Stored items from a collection
====================

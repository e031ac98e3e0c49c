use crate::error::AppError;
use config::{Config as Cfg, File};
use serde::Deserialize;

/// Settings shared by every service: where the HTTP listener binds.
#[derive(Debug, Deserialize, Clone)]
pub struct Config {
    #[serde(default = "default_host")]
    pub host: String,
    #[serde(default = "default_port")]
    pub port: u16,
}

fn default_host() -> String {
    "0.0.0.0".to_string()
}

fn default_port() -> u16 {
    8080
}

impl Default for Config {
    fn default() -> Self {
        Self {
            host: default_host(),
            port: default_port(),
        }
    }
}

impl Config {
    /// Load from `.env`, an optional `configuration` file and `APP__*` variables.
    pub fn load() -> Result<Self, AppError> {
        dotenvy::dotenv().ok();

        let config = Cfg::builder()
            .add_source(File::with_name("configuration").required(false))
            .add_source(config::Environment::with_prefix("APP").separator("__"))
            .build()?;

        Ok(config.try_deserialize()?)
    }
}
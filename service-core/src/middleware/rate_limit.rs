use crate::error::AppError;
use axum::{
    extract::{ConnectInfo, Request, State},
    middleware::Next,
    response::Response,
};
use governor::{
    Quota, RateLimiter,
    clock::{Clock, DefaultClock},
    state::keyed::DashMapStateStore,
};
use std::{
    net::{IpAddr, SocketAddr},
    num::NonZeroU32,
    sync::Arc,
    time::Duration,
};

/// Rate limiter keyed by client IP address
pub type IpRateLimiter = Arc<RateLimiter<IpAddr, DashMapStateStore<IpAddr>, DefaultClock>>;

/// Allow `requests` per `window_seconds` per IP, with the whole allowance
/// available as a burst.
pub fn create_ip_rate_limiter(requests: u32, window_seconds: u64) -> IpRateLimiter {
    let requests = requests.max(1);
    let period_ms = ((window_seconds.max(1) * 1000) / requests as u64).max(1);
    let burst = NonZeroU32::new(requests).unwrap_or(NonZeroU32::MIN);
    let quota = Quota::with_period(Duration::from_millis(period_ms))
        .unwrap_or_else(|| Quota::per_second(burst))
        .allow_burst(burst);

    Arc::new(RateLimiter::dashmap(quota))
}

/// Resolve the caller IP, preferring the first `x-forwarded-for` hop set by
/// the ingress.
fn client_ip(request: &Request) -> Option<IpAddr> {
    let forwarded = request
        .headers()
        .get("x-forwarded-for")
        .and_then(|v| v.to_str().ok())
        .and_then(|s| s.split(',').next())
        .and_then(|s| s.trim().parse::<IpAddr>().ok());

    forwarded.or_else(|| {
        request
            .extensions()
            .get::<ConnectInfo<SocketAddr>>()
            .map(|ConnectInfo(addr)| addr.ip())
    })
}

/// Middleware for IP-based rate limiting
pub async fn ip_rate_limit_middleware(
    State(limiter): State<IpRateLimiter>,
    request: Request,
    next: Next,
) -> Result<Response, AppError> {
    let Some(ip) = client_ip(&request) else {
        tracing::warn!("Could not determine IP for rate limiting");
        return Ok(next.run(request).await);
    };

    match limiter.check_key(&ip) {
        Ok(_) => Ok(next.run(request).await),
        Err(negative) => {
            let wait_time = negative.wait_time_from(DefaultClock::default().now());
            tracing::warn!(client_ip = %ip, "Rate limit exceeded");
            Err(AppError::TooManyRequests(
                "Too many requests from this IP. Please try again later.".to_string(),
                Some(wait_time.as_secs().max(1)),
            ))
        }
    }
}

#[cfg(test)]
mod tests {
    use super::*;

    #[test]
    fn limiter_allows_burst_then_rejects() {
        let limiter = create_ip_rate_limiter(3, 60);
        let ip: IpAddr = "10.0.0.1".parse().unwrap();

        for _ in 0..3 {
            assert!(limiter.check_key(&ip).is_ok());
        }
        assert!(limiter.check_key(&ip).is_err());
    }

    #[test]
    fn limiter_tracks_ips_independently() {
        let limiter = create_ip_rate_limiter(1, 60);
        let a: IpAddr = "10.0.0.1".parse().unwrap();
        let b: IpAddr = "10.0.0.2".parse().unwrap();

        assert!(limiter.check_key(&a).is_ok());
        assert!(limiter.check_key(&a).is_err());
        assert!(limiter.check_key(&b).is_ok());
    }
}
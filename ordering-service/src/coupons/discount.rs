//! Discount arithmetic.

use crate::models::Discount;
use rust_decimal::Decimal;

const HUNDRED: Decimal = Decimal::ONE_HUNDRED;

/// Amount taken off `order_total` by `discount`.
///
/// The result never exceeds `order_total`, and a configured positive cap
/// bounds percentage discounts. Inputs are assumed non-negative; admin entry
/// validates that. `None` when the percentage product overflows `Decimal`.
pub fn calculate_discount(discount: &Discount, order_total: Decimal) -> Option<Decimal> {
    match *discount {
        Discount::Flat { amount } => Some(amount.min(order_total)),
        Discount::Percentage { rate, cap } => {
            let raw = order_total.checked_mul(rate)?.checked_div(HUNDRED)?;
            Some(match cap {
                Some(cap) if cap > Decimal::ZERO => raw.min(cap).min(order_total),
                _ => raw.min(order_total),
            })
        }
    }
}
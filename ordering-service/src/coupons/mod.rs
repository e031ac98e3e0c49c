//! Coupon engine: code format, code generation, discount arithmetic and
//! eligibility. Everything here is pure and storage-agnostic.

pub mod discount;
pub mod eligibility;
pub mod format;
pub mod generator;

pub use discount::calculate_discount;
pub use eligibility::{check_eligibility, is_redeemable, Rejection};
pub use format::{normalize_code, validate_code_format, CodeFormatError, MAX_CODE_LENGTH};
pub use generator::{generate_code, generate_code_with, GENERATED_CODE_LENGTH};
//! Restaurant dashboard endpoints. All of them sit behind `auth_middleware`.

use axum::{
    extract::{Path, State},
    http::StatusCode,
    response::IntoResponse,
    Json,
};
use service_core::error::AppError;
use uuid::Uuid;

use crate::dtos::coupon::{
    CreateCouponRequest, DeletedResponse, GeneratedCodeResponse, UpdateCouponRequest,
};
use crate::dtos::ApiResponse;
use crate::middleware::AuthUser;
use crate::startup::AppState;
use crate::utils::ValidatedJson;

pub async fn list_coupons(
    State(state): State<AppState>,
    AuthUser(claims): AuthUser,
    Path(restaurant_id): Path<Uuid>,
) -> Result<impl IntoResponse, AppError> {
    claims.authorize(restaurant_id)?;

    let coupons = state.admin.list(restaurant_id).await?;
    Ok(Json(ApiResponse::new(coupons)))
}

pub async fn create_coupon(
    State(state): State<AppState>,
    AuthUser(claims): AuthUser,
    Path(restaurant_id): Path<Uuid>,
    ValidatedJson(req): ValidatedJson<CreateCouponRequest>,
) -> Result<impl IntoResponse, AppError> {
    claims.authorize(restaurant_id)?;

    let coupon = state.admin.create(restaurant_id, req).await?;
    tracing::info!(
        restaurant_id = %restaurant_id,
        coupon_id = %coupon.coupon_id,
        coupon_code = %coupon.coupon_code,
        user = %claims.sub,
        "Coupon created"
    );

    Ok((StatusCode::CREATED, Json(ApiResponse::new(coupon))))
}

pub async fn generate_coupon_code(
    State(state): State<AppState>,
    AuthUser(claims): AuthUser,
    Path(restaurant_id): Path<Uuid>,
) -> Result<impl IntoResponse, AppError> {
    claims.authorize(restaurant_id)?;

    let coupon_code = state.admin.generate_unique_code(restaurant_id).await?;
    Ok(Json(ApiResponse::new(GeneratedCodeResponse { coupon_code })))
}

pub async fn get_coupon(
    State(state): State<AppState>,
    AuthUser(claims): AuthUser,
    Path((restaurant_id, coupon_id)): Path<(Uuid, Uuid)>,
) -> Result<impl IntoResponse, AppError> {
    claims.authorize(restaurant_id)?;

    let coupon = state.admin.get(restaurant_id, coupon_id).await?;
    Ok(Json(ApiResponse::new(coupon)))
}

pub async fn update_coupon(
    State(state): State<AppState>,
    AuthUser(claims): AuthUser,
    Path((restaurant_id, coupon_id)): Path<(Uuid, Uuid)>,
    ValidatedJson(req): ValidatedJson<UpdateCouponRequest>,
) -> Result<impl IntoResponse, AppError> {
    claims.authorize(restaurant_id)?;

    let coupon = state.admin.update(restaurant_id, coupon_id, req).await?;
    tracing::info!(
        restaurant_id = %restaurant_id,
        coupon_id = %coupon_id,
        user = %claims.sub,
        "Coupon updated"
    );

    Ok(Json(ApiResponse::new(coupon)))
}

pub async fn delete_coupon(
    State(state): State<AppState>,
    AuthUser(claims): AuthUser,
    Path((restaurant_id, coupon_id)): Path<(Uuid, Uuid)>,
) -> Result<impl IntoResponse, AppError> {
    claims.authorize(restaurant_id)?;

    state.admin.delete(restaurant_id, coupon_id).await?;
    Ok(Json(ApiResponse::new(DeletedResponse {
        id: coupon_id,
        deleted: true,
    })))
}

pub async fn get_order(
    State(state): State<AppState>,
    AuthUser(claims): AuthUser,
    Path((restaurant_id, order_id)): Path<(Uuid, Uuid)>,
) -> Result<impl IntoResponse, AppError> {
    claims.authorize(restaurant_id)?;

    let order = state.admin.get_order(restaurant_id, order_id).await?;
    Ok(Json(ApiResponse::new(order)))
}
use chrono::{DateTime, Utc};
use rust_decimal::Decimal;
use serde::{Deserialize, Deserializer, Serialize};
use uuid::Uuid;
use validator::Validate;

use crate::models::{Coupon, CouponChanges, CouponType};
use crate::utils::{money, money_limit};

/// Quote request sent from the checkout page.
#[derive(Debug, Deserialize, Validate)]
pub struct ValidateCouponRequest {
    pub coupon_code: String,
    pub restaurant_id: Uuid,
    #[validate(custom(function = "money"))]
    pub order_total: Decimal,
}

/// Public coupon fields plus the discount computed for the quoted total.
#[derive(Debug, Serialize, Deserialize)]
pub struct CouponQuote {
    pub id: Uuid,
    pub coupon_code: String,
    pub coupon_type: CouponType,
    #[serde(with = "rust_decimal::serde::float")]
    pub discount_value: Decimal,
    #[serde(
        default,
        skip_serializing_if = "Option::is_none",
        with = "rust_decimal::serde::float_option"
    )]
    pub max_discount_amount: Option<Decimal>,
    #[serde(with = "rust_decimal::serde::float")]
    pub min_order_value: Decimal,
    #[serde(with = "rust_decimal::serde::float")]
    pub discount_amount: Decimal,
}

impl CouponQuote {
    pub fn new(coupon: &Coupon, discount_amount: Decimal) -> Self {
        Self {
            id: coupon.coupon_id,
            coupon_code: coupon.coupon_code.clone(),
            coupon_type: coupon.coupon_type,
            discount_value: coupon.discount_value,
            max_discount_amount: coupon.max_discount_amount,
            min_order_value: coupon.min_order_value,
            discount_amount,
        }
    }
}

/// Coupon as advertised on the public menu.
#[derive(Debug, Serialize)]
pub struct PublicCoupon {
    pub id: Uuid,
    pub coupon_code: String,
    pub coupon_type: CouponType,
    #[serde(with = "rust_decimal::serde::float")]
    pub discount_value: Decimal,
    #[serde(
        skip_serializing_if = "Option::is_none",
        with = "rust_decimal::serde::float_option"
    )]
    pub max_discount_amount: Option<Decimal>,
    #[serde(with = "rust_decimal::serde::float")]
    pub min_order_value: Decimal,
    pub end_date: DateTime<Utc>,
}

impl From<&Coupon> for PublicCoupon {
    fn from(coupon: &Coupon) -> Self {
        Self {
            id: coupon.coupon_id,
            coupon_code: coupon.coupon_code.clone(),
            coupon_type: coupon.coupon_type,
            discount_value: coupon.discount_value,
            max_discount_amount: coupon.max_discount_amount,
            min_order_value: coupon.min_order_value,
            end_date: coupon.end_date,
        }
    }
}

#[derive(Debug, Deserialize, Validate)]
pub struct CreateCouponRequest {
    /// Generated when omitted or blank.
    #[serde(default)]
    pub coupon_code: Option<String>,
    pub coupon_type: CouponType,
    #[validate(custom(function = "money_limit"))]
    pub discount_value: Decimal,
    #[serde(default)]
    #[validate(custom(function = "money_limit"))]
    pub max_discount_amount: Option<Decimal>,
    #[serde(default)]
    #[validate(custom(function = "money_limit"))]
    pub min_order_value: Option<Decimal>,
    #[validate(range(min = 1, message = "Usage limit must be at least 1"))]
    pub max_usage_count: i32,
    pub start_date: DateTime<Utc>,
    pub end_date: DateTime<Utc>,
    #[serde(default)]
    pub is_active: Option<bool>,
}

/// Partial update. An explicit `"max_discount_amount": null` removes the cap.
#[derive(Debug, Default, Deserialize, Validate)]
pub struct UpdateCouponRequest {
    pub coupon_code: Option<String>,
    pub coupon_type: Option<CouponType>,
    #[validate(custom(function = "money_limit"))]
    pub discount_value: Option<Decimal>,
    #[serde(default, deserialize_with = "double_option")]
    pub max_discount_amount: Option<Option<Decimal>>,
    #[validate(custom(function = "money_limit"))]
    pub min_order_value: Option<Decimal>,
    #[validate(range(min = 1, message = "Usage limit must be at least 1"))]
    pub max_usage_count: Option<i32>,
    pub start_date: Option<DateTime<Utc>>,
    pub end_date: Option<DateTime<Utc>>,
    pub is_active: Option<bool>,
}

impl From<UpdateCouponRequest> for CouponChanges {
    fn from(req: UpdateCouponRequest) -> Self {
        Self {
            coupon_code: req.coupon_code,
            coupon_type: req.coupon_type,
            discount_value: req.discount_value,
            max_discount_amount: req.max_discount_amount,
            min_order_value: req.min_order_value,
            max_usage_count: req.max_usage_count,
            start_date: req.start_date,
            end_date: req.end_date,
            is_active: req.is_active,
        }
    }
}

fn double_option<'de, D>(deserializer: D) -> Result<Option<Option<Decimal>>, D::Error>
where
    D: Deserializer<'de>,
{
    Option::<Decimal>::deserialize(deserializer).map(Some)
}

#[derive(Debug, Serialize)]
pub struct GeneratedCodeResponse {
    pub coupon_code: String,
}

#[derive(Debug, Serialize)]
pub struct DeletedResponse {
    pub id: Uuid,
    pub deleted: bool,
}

====================

Return every line from the entries that holds the string "struct".

pub struct Config {
pub struct ValidateCouponRequest {
pub struct CouponQuote {
pub struct PublicCoupon {
pub struct CreateCouponRequest {
pub struct UpdateCouponRequest {
pub struct GeneratedCodeResponse {
pub struct DeletedResponse {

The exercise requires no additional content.